Tout comme l’a été le grand confinement du printemps, la pause de consommation imposée durant le temps des fêtes pour lutter contre la propagation de la COVID-19 constitue une occasion de ralentir le rythme de nos vies. Sur le plan individuel, travailler moins, consommer moins et passer moins de temps devant des écrans permettent de cesser, par nos actions, de valider la poursuite indéfinie de la croissance débridée et du consumérisme.

Toutefois, à moins de vivre en ermite autosuffisant, il est très difficile, voire presque impossible, pour les individus de se désynchroniser du rythme de notre temps imposé par les logiques économiques et l’organisation du travail. Selon Rosa, il faudrait agir différemment en inventant un autre modèle de société qui résisterait à la dictature de la vitesse.

Après la claque, le réveil ?

Alors que la priorité de 2020 aura été de soigner nos malades et de limiter les dégâts de la COVID-19 sur l’économie, espérons que 2021 nous amènera à regarder la réalité en face pour comprendre que le rythme de nos actions collectives est à la source des évènements difficiles de la dernière année et de bien d’autres à venir.

Pour relever les défis sociaux et écologiques, il faudra nécessairement que notre « retour à la normale » ne veuille pas dire de « continuer à faire comme avant ». En 2021, il y aura vraisemblablement des élections fédérales au printemps et des élections municipales à l’automne. Aurons-nous collectivement la lucidité et le courage de mettre à l’ordre du jour les nécessaires discussions sur la décroissance et l’effondrement ? La révolution structurelle qui pourrait en découler favoriserait immanquablement un rythme de vie mieux adapté à l’homo sapiens et une meilleure capacité d’adaptation de notre société aux perturbations à venir.

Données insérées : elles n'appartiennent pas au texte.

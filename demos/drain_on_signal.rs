use relayq::prelude::*;
use std::sync::Arc;
use std::time::Duration;

#[tokio::main]
async fn main() -> DispatchResult<()> {
    let config = DispatcherConfig::development()
        .with_name("ticker")
        .with_drain_poll_interval(10);
    config.logging.init()?;

    let dispatcher: Arc<QueuedDispatcher<String>> = Arc::new(QueuedDispatcher::with_config(config));
    dispatcher.register_handler(|line: String| {
        tracing::info!("handled: {}", line);
        Outcome::Good
    });

    dispatcher.start()?;

    // Feed the dispatcher until Ctrl+C
    let producer = {
        let dispatcher = Arc::clone(&dispatcher);
        tokio::spawn(async move {
            let mut tick = tokio::time::interval(Duration::from_millis(250));
            for n in 0u64.. {
                tick.tick().await;
                if !dispatcher.is_running() {
                    break;
                }
                dispatcher.post_message(format!("tick #{n}"));
            }
        })
    };

    println!("📨 Dispatcher is running! Press Ctrl+C to drain and stop...");

    let status = dispatcher.drain_on_ctrl_c().await?;
    producer.abort();

    println!("📨 Dispatcher stopped: {:?}", status);
    Ok(())
}
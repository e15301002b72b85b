//! [`Picker`] implementation backed by an external dmenu-style program.
//!
//! The menu process receives one candidate per line on stdin and prints
//! the chosen line on stdout.  Empty output means the user cancelled.

use crate::config::MenuConfig;
use crate::traits::Picker;
use std::io::Write;
use std::process::{Command, Stdio};
use std::thread;

/// An external line-oriented menu program such as dmenu.
pub struct Menu {
    program: String,
    args: Vec<String>,
}

/// Errors that can occur when running the menu program.
#[derive(Debug, thiserror::Error)]
#[error("menu error: {0}")]
pub struct MenuError(String);

impl Menu {
    pub fn new(program: &str, args: &[String]) -> Menu {
        Menu {
            program: program.to_string(),
            args: args.to_vec(),
        }
    }

    pub fn from_config(cfg: &MenuConfig) -> Menu {
        Menu {
            program: cfg.program.clone(),
            args: cfg.args.clone(),
        }
    }
}

/// Match the menu's raw stdout against the candidate lines.
///
/// Empty output means the user cancelled.  Output matching no candidate
/// (the user typed free text) is also treated as "no selection".
fn find_choice(stdout: &[u8], items: &[String]) -> Option<usize> {
    if stdout.is_empty() {
        return None;
    }
    let raw = String::from_utf8_lossy(stdout);
    let chosen = raw.strip_suffix('\n').unwrap_or(&raw);
    items.iter().position(|item| item.as_str() == chosen)
}

impl Picker for Menu {
    type Error = MenuError;

    fn choose(&self, items: &[String]) -> Result<Option<usize>, MenuError> {
        let mut child = Command::new(&self.program)
            .args(&self.args)
            .stdin(Stdio::piped())
            .stdout(Stdio::piped())
            .spawn()
            .map_err(|e| MenuError(format!("failed to run {}: {}", self.program, e)))?;

        let mut stdin = child
            .stdin
            .take()
            .ok_or_else(|| MenuError("menu stdin was not piped".into()))?;

        // The menu may start printing before it has consumed all of its
        // input, so a second thread feeds stdin while this one waits for
        // the output.  A menu that exits early closes its end of the pipe;
        // stop feeding when that happens.
        let feeder = {
            let lines = items.to_vec();
            thread::spawn(move || {
                for line in &lines {
                    if writeln!(stdin, "{}", line).is_err() {
                        break;
                    }
                }
                // Dropping stdin closes the pipe, signalling end-of-list.
            })
        };

        let output = child
            .wait_with_output()
            .map_err(|e| MenuError(format!("failed to wait for {}: {}", self.program, e)))?;
        if feeder.join().is_err() {
            return Err(MenuError("menu stdin feeder panicked".into()));
        }

        Ok(find_choice(&output.stdout, items))
    }
}

//  Tests
//! Periodic status publishing.
//!
//! Fills a bar file with a load-average and wall-clock line on a fixed
//! interval.  A failed host read falls back to placeholder text and a
//! failed bar write is logged; the loop only ends with the process.

use std::env;
use std::fmt;
use std::fs;
use std::path::Path;
use std::thread;
use std::time::Duration;

use chrono::{DateTime, Local, TimeZone};
use log::{debug, info, warn};

use crate::config::StatusConfig;
use crate::wmii::wm::Wmii;

/// Colour scheme for the bar, as exported by wmii itself.
const COLORS_ENV: &str = "WMII_NORMCOLORS";

const LOAD_PATH: &str = "/proc/loadavg";
const LOAD_PLACEHOLDER: &str = "? ? ?";

/// `date`-style stamp, e.g. `Sat Aug 22 13:05:09 2026`.
const TIME_FORMAT: &str = "%a %b %e %H:%M:%S %Y";

/// Publish the status line to the configured bar file, forever.
///
/// The bar file is created up front with the colour scheme from
/// `$WMII_NORMCOLORS`; wmii refuses the create when the file already
/// exists, so that failure is expected on restarts.
pub fn run(wm: &mut Wmii, config: &StatusConfig) -> ! {
    let colors = env::var(COLORS_ENV).unwrap_or_default();
    if let Err(e) = wm.create_bar(&config.bar, &colors) {
        debug!("create {}: {}", config.bar, e);
    }

    info!(
        "publishing status to {} every {}ms",
        config.bar, config.interval_ms
    );
    let interval = Duration::from_millis(config.interval_ms);
    loop {
        tick(wm, &config.bar);
        thread::sleep(interval);
    }
}

/// One publish: compose the line and write it out.
fn tick(wm: &mut Wmii, bar: &str) {
    let line = format!(
        "{} | {}",
        read_load(Path::new(LOAD_PATH)),
        timestamp(Local::now())
    );
    if let Err(e) = wm.set_bar(bar, &line) {
        warn!("status write failed: {}", e);
    }
}

/// The first three fields of the load-average file, or a placeholder when
/// the host cannot supply them.
fn read_load(path: &Path) -> String {
    match fs::read(path) {
        Ok(raw) => load_fields(&raw),
        Err(_) => LOAD_PLACEHOLDER.to_string(),
    }
}

fn load_fields(raw: &[u8]) -> String {
    String::from_utf8_lossy(raw)
        .split(' ')
        .take(3)
        .collect::<Vec<_>>()
        .join(" ")
}

fn timestamp<Tz: TimeZone>(now: DateTime<Tz>) -> String
where
    Tz::Offset: fmt::Display,
{
    now.format(TIME_FORMAT).to_string()
}

//  Tests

L’année 2020 nous aura appris que cela n’est plus facultatif.

 

 

Sources :

ARTE France (2014). L’urgence de ralentir (documentaire).

Hartmut Rosa (2014). Aliénation et accélération. Vers une critique de la modernité tardive.

Harari, Yuval Noah (2015). Sapiens : une brève histoire de l’humanité.

Radio-Canada (21 octobre 2020). « La collapsologie, c’est quoi ? »

Le Monde (10 décembre 2020). « Que les décideurs politiques ouvrent le débat sur l’effondrement de la société pour que nous puissions commencer à nous y préparer ».